Everyone wants a computer with the fastest possible processor speed. That means it will plow through work really fast and we get more done in less time. Even when we have more to do, the computer will only work as fast as its parts allow it to.

This is also true of your personal processing speed. It is what it is. You can only think through problems and consider issues as fast as you do. No amount of lusting after those with a photographic memory will change your circumstances. Accept yourself for what you are. Revel in it. Own it. Enjoy your strong points and work around the weak ones.

Here‘s something you may not know. No one is perfect and everyone has weaknesses. Successful people form arguments and situations to accommodate their strengths and ignore their weaknesses. You can too. Who cares what your processing speed is if your hard drive is to die for?

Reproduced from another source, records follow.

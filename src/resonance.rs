//! Complexity resonance: co-occurrence of fluctuation and uniformity.

use log::debug;

use crate::error::{NltsaError, Result};
use crate::frame::TimeFrame;
use crate::matrix::DataMatrix;

/// Element-wise product of aligned fluctuation-intensity and
/// distribution-uniformity frames.
///
/// Resonance is high only where a series is both strongly fluctuating and
/// evenly distributed inside the window. Both inputs must come from the same
/// scaled frame, window length and range; differing shapes, row labels or
/// series keys are rejected with
/// [`NltsaError::MisalignedSeries`](crate::NltsaError::MisalignedSeries).
/// A missing cell in either input is missing in the output.
pub fn complexity_resonance(fluctuation: &TimeFrame, uniformity: &TimeFrame) -> Result<TimeFrame> {
    fluctuation.ensure_aligned(uniformity)?;
    let product: Vec<f64> = fluctuation
        .values()
        .as_slice()
        .iter()
        .zip(uniformity.values().as_slice())
        .map(|(&a, &b)| a * b)
        .collect();
    let (nrows, ncols) = fluctuation.values().shape();
    debug!("resonance over {}x{}", nrows, ncols);
    let values = DataMatrix::from_column_major(product, nrows, ncols).ok_or_else(|| {
        NltsaError::MisalignedSeries(format!("value buffers differ from {}x{}", nrows, ncols))
    })?;
    fluctuation.with_values(values)
}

Lesson Three: Take Shortcuts When You Can

Don‘t you love keyboard shortcuts? Instead of mouse-clicking through all those steps to get something done, a quick Ctrl+I italicizes or Ctrl+S saves. This is so much more efficient.

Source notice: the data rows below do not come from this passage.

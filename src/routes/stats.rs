//! Server statistics endpoint

use axum::extract::State;
use axum::Json;

use crate::state::AppState;
use crate::stats::StatsSnapshot;

pub async fn get_stats(State(state): State<AppState>) -> Json<StatsSnapshot> {
    tracing::debug!("serving stats snapshot");
    Json(state.stats().snapshot())
}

Life is like that. You can do it the long way or the short way: Reinvent the wheel every time you are faced with a problem or learn from experience.  Here are some examples:

  • Learn from your mistakes as well as other peoples’ mistakes.
  • Accept advice from people you trust.
  • Don‘t feel you have to go it alone. There are lots of friends and family, and sometimes new friends, who will help you get things right.
  • Go with your strengths. They have been honed by use. Your weaknesses, well, you never quite know how they‘ll work out.

You‘re not capitulating if you take the road more traveled.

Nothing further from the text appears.